TASK DIRECTIONS —
All of the entries below must be copied out exactly.

━━━━━ SUPPLIED MATERIAL ━━━━━

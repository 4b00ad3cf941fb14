/// Integration tests: the native engine end-to-end over fixture documents —
/// redirect matching, layered decoding, and document patching together.
use url::Url;
use zhihu_direct::{decode_redirect_target, rewrite_document, RewriteReport};

// Initialize logging for tests
fn init_logger() {
    let _ = tracing_subscriber::fmt()
        .with_max_level(tracing::Level::INFO)
        .with_test_writer()
        .try_init();
}

fn column_base() -> Url {
    Url::parse("https://zhuanlan.zhihu.com/p/987654").unwrap()
}

#[test]
fn article_fixture_is_rewritten_to_direct_destinations() {
    init_logger();

    let html = r#"<!DOCTYPE html>
<html>
<body>
  <article>
    <p>Source is on
      <a class="external" target="_blank" rel="noopener"
         href="https://link.zhihu.com/?target=https%3A%2F%2Fgithub.com%2Frust-lang%2Frust">GitHub</a>
      and docs are
      <a href="https://link.zhihu.com/?target=https%253A%252F%252Fdoc.rust-lang.org%252Fbook%252F">here</a>.
    </p>
    <p>Internal <a href="https://zhuanlan.zhihu.com/p/111">column link</a> and
       <a href="https://link.zhihu.com/?utm=1">bare redirector</a> stay put.</p>
  </article>
</body>
</html>"#;

    let outcome = rewrite_document(html, &column_base());

    assert_eq!(outcome.anchors_scanned, 4);
    assert_eq!(outcome.links.len(), 2);

    assert_eq!(outcome.links[0].target, "https://github.com/rust-lang/rust");
    assert_eq!(outcome.links[0].text, "GitHub");
    // Double-encoded layer peeled all the way down.
    assert_eq!(outcome.links[1].target, "https://doc.rust-lang.org/book/");

    assert!(outcome
        .html
        .contains(r#"href="https://github.com/rust-lang/rust""#));
    assert!(outcome
        .html
        .contains(r#"href="https://doc.rust-lang.org/book/""#));
    // Surrounding attributes survive in place.
    assert!(outcome.html.contains(r#"class="external" target="_blank""#));
    // Untouched anchors survive verbatim.
    assert!(outcome
        .html
        .contains(r#"href="https://zhuanlan.zhihu.com/p/111""#));
    assert!(outcome.html.contains(r#"href="https://link.zhihu.com/?utm=1""#));
}

#[test]
fn base64_wrapped_target_is_unwrapped() {
    init_logger();

    // The wrapper as it sits in the query string: percent-encoded once on top
    // of the `http%3A...b64=...` form the decoder recognizes.
    let filler = "x".repeat(90);
    let encoded_wrapper = format!("http%253A{filler}b64%3DaHR0cHM6Ly9jcmF0ZXMuaW8%3D%26x");
    let html = format!(
        r#"<a href="https://link.zhihu.com/?target={encoded_wrapper}">crates</a>"#
    );

    let outcome = rewrite_document(&html, &column_base());
    assert_eq!(outcome.links.len(), 1);
    assert_eq!(outcome.links[0].target, "https://crates.io");
    assert!(outcome.html.contains(r#"href="https://crates.io""#));
}

#[test]
fn decoder_and_rewriter_agree_on_the_fallback_path() {
    init_logger();

    // An undecodable target passes through raw: the anchor is still rewritten,
    // to the raw value, matching the decoder's never-fail contract. The URL
    // parser's own lenient pass leaves the malformed sequence in place.
    let html = r#"<a href="https://link.zhihu.com/?target=%2Gbroken">x</a>"#;
    let outcome = rewrite_document(html, &column_base());
    assert_eq!(outcome.links.len(), 1);
    assert_eq!(outcome.links[0].target, "%2Gbroken");
    // Same contract when a valid byte sits next to a malformed one.
    assert_eq!(
        decode_redirect_target("broken%2Gvalue%41"),
        "broken%2Gvalue%41"
    );
}

#[test]
fn second_pass_over_rewritten_output_is_a_no_op() {
    init_logger();

    let html = r#"<p><a href="https://link.zhihu.com/?target=https%3A%2F%2Fexample.com">x</a></p>"#;
    let first = rewrite_document(html, &column_base());
    let second = rewrite_document(&first.html, &column_base());
    assert_eq!(second.links.len(), 0);
    assert_eq!(second.html, first.html);
}

#[test]
fn report_serializes_with_stable_fields() {
    init_logger();

    let html = r#"<a href="https://link.zhihu.com/?target=https%3A%2F%2Fexample.com">x</a>"#;
    let outcome = rewrite_document(html, &column_base());
    let report = RewriteReport::new("fixture.html", outcome.anchors_scanned, outcome.links);

    let json = serde_json::to_value(&report).unwrap();
    assert_eq!(json["source"], "fixture.html");
    assert_eq!(json["anchors_scanned"], 1);
    assert_eq!(json["rewritten"][0]["target"], "https://example.com");
    assert!(json["timestamp"].is_string());
    // `remaining` only appears on live captures.
    assert!(json.get("remaining").is_none());
}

━━━━━

SOLVED PROBLEM —
repository 4b00ad3cf941fb14
/// Integration tests: the native engine end-to-end over fixture documents —
/// redirect matching, layered decoding, and document patching together.
use url::Url;
use zhihu_direct::{decode_redirect_target, rewrite_document, RewriteReport};

// Initialize logging for tests
fn init_logger() {
    let _ = tracing_subscriber::fmt()
        .with_max_level(tracing::Level::INFO)
        .with_test_writer()
        .try_init();
}

fn column_base() -> Url {
    Url::parse("https://zhuanlan.zhihu.com/p/987654").unwrap()
}

#[test]
fn article_fixture_is_rewritten_to_direct_destinations() {
    init_logger();

    let html = r#"<!DOCTYPE html>
<html>
<body>
  <article>
    <p>Source is on
      <a class="external" target="_blank" rel="noopener"
         href="https://link.zhihu.com/?target=https%3A%2F%2Fgithub.com%2Frust-lang%2Frust">GitHub</a>
      and docs are
      <a href="https://link.zhihu.com/?target=https%253A%252F%252Fdoc.rust-lang.org%252Fbook%252F">here</a>.
    </p>
    <p>Internal <a href="https://zhuanlan.zhihu.com/p/111">column link</a> and
       <a href="https://link.zhihu.com/?utm=1">bare redirector</a> stay put.</p>
  </article>
</body>
</html>"#;

    let outcome = rewrite_document(html, &column_base());

    assert_eq!(outcome.anchors_scanned, 4);
    assert_eq!(outcome.links.len(), 2);

    assert_eq!(outcome.links[0].target, "https://github.com/rust-lang/rust");
    assert_eq!(outcome.links[0].text, "GitHub");
    // Double-encoded layer peeled all the way down.
    assert_eq!(outcome.links[1].target, "https://doc.rust-lang.org/book/");

    assert!(outcome
        .html
        .contains(r#"href="https://github.com/rust-lang/rust""#));
    assert!(outcome
        .html
        .contains(r#"href="https://doc.rust-lang.org/book/""#));
    // Surrounding attributes survive in place.
    assert!(outcome.html.contains(r#"class="external" target="_blank""#));
    // Untouched anchors survive verbatim.
    assert!(outcome
        .html
        .contains(r#"href="https://zhuanlan.zhihu.com/p/111""#));
    assert!(outcome.html.contains(r#"href="https://link.zhihu.com/?utm=1""#));
}

#[test]
fn base64_wrapped_target_is_unwrapped() {
    init_logger();

    // The wrapper as it sits in the query string: percent-encoded once on top
    // of the `http%3A...b64=...` form the decoder recognizes.
    let filler = "x".repeat(90);
    let encoded_wrapper = format!("http%253A{filler}b64%3DaHR0cHM6Ly9jcmF0ZXMuaW8%3D%26x");
    let html = format!(
        r#"<a href="https://link.zhihu.com/?target={encoded_wrapper}">crates</a>"#
    );

    let outcome = rewrite_document(&html, &column_base());
    assert_eq!(outcome.links.len(), 1);
    assert_eq!(outcome.links[0].target, "https://crates.io");
    assert!(outcome.html.contains(r#"href="https://crates.io""#));
}

#[test]
fn decoder_and_rewriter_agree_on_the_fallback_path() {
    init_logger();

    // An undecodable target passes through raw: the anchor is still rewritten,
    // to the raw value, matching the decoder's never-fail contract. The URL
    // parser's own lenient pass leaves the malformed sequence in place.
    let html = r#"<a href="https://link.zhihu.com/?target=%2Gbroken">x</a>"#;
    let outcome = rewrite_document(html, &column_base());
    assert_eq!(outcome.links.len(), 1);
    assert_eq!(outcome.links[0].target, "%2Gbroken");
    // Same contract when a valid byte sits next to a malformed one.
    assert_eq!(
        decode_redirect_target("broken%2Gvalue%41"),
        "broken%2Gvalue%41"
    );
}

#[test]
fn second_pass_over_rewritten_output_is_a_no_op() {
    init_logger();

    let html = r#"<p><a href="https://link.zhihu.com/?target=https%3A%2F%2Fexample.com">x</a></p>"#;
    let first = rewrite_document(html, &column_base());
    let second = rewrite_document(&first.html, &column_base());
    assert_eq!(second.links.len(), 0);
    assert_eq!(second.html, first.html);
}

#[test]
fn report_serializes_with_stable_fields() {
    init_logger();

    let html = r#"<a href="https://link.zhihu.com/?target=https%3A%2F%2Fexample.com">x</a>"#;
    let outcome = rewrite_document(html, &column_base());
    let report = RewriteReport::new("fixture.html", outcome.anchors_scanned, outcome.links);

    let json = serde_json::to_value(&report).unwrap();
    assert_eq!(json["source"], "fixture.html");
    assert_eq!(json["anchors_scanned"], 1);
    assert_eq!(json["rewritten"][0]["target"], "https://example.com");
    assert!(json["timestamp"].is_string());
    // `remaining` only appears on live captures.
    assert!(json.get("remaining").is_none());
}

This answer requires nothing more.